A entrada em cena de Mercadante vai agitar o debate interno petista. O deputado é estigmatizado pela ala ortodoxa do partido, que hoje tem a hegemonia na cúpula partidária. "Vamos construir o programa com a sociedade", afirmou Mercadante para os representantes de empresas japonesas instaladas no país. Tratou-se de outra tentativa de esvaziar o poder real do rascunho de programa de governo do PT.
Em seu discurso, Lula procurou tranquilizar os anfitriões que cobraram claramente o pagamento da dívida externa. "O que eu quero é uma discussão de governo para governo. Essa é uma questão política e não econômica. Devemos diferenciar o que é legítimo do que não é da dívida", disse. A resposta contempla a defesa da auditoria internacional para a dívida externa.
Lula não gostou da idéia da moratória ser incluída sequer como hipótese no trabalho inicial da equipe que faz o programa de governo. Mercadante foi mais claro. "Acho que um programa de governo não deve trabalhar com hipóteses", disse o ungido por Lula.

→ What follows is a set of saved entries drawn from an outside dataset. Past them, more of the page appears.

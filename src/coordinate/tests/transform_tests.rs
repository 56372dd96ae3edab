//! Tests for the coordinate transformer

extern crate std;

use std::f64::consts::PI;

use crate::coordinate::{
    BoundingBox, CoordinateSystem, CoordinateTransformer, Point,
    MAX_LATITUDE, WEB_MERCATOR_EXTENT,
};
use crate::coordinate::errors::ProjectionError;

// Sample coordinate (St Lucia campus, Brisbane)
const SAMPLE_LON: f64 = 153.0184252962559;
const SAMPLE_LAT: f64 = -27.489617778602657;

// Half the Web Mercator circumference in meters, pi * 6378137
const HALF_CIRCUMFERENCE: f64 = 20037508.342789244;

#[test]
fn test_reference_point_forward_projection() {
    let transformer = CoordinateTransformer;
    let result = transformer.wgs84_to_web_mercator(SAMPLE_LON, SAMPLE_LAT).unwrap();

    // Reference spherical Web Mercator computation
    let expected_x = SAMPLE_LON * HALF_CIRCUMFERENCE / 180.0;
    let expected_y = f64::ln(f64::tan((90.0 + SAMPLE_LAT) * PI / 360.0))
        / (PI / 180.0) * HALF_CIRCUMFERENCE / 180.0;

    std::assert!((result.x - expected_x).abs() < 1e-6,
                 "x was {}, expected {}", result.x, expected_x);
    std::assert!((result.y - expected_y).abs() < 1e-6,
                 "y was {}, expected {}", result.y, expected_y);
}

#[test]
fn test_round_trip_recovers_input() {
    let transformer = CoordinateTransformer;
    let inputs = [
        (SAMPLE_LON, SAMPLE_LAT),
        (0.0, 0.0),
        (-122.4194, 37.7749),
        (179.9, -84.9),
    ];

    for (lon, lat) in inputs {
        let projected = transformer.wgs84_to_web_mercator(lon, lat).unwrap();
        let recovered = transformer.web_mercator_to_wgs84(projected.x, projected.y).unwrap();

        std::assert!((recovered.x - lon).abs() < 1e-9,
                     "longitude drifted: {} -> {}", lon, recovered.x);
        std::assert!((recovered.y - lat).abs() < 1e-9,
                     "latitude drifted: {} -> {}", lat, recovered.y);
    }
}

#[test]
fn test_identical_inputs_yield_identical_outputs() {
    let transformer = CoordinateTransformer;
    let first = transformer.wgs84_to_web_mercator(SAMPLE_LON, SAMPLE_LAT).unwrap();
    let second = transformer.wgs84_to_web_mercator(SAMPLE_LON, SAMPLE_LAT).unwrap();

    std::assert_eq!(first.x, second.x);
    std::assert_eq!(first.y, second.y);
}

#[test]
fn test_latitudes_near_poles_are_rejected() {
    let transformer = CoordinateTransformer;

    for lat in [90.0, -90.0, 89.9, -89.9, 85.06] {
        let result = transformer.wgs84_to_web_mercator(0.0, lat);
        std::assert!(matches!(result,
            Err(ProjectionError::OutsideProjectionDomain { axis: "latitude", .. })),
            "latitude {} should be outside the projection domain", lat);
    }
}

#[test]
fn test_latitude_limit_is_inclusive() {
    let transformer = CoordinateTransformer;

    let at_limit = transformer.wgs84_to_web_mercator(0.0, MAX_LATITUDE).unwrap();
    std::assert!((at_limit.y - WEB_MERCATOR_EXTENT).abs() < 1.0);

    let at_negative_limit = transformer.wgs84_to_web_mercator(0.0, -MAX_LATITUDE).unwrap();
    std::assert!((at_negative_limit.y + WEB_MERCATOR_EXTENT).abs() < 1.0);
}

#[test]
fn test_longitude_out_of_range_is_rejected() {
    let transformer = CoordinateTransformer;

    std::assert!(transformer.wgs84_to_web_mercator(180.1, 0.0).is_err());
    std::assert!(transformer.wgs84_to_web_mercator(-200.0, 0.0).is_err());

    // The antimeridian itself is valid
    let edge = transformer.wgs84_to_web_mercator(180.0, 0.0).unwrap();
    std::assert!((edge.x - WEB_MERCATOR_EXTENT).abs() < 1e-6);
}

#[test]
fn test_non_finite_inputs_are_rejected() {
    let transformer = CoordinateTransformer;

    std::assert!(transformer.wgs84_to_web_mercator(f64::NAN, 0.0).is_err());
    std::assert!(transformer.wgs84_to_web_mercator(0.0, f64::INFINITY).is_err());
    std::assert!(transformer.web_mercator_to_wgs84(f64::NAN, 0.0).is_err());
}

#[test]
fn test_inverse_outside_extent_is_rejected() {
    let transformer = CoordinateTransformer;

    std::assert!(transformer.web_mercator_to_wgs84(2.1e7, 0.0).is_err());
    std::assert!(transformer.web_mercator_to_wgs84(0.0, -2.1e7).is_err());
}

#[test]
fn test_same_crs_transform_is_identity() {
    let transformer = CoordinateTransformer;
    let point = Point::new(SAMPLE_LON, SAMPLE_LAT);

    let result = transformer.transform_point(
        &point, &CoordinateSystem::WGS84, &CoordinateSystem::WGS84).unwrap();

    std::assert_eq!(result.x, point.x);
    std::assert_eq!(result.y, point.y);
}

#[test]
fn test_z_coordinate_passes_through() {
    let transformer = CoordinateTransformer;
    let point = Point::new_3d(SAMPLE_LON, SAMPLE_LAT, 27.5);

    let result = transformer.transform_point(
        &point, &CoordinateSystem::WGS84, &CoordinateSystem::WebMercator).unwrap();

    std::assert!(result.has_z());
    std::assert_eq!(result.z, Some(27.5));
}

#[test]
fn test_transform_bbox_matches_corner_points() {
    let transformer = CoordinateTransformer;
    let bbox = BoundingBox::new(153.00600502724035, -27.502944163432616,
                                SAMPLE_LON, SAMPLE_LAT);

    let result = transformer.transform_bbox(
        &bbox, &CoordinateSystem::WGS84, &CoordinateSystem::WebMercator).unwrap();

    let min_corner = transformer.wgs84_to_web_mercator(bbox.min_x, bbox.min_y).unwrap();
    let max_corner = transformer.wgs84_to_web_mercator(bbox.max_x, bbox.max_y).unwrap();

    std::assert_eq!(result.min_x, min_corner.x);
    std::assert_eq!(result.min_y, min_corner.y);
    std::assert_eq!(result.max_x, max_corner.x);
    std::assert_eq!(result.max_y, max_corner.y);
    std::assert_eq!(result.epsg, Some(3857));
}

Mercadante questionou a legitimidade de parte da dívida, afirmou que um eventual governo petista seria um "negociador duro", mas enfatizou sempre que a conjuntura econômica atual é diferente dos tempos em que a moratória era uma palavra mágica para a esquerda. "O fundamental é o investimento externo também e o desafio é compatibilizar a questão do pagamento da dívida com o investimento estrangeiro", declarou.
Lula só teve uma recaída no discurso light ao pregar a priorização das relações econômicas com "Bolívia, Venezuela e Colômbia", em substituição ao papel ocupado hoje por Estados Unidos e Europa. A recaída terceiromundista poupou o Japão de críticas.
A política agrícola de um governo petista, cuja falta de explicitação no versão inicial do programa é outro alvo de Lula, foi sinalizada por ele ao defender um vago "incentivo aos pequenos produtores e às cooperativas".
Insistindo na palavra credibilidade como chave para definir as relações com o empresariado, Lula pregou que a inflação seja reduzida gradativamente, sem choques. Mercadante defendeu uma reforma do Estado e afirmou que só com a volta da estabilidade econômica é que os investidores estrangeiros voltarão ao país. "Precisamos também enfrentar o déficit público", arriscou o deputado, mesmo sabendo que a ortodoxia petista tem ojeriza à frase.
Lula confirmou que participará da reunião da Executiva Nacional do PT na próxima quinta-feira, quando a versão preliminar começará a ser questionada por Mercadante. No início da noite, ele, Mercadante e Rui Falcão, líder dos ortodoxos, se reuniram para debater a campanha presidencial.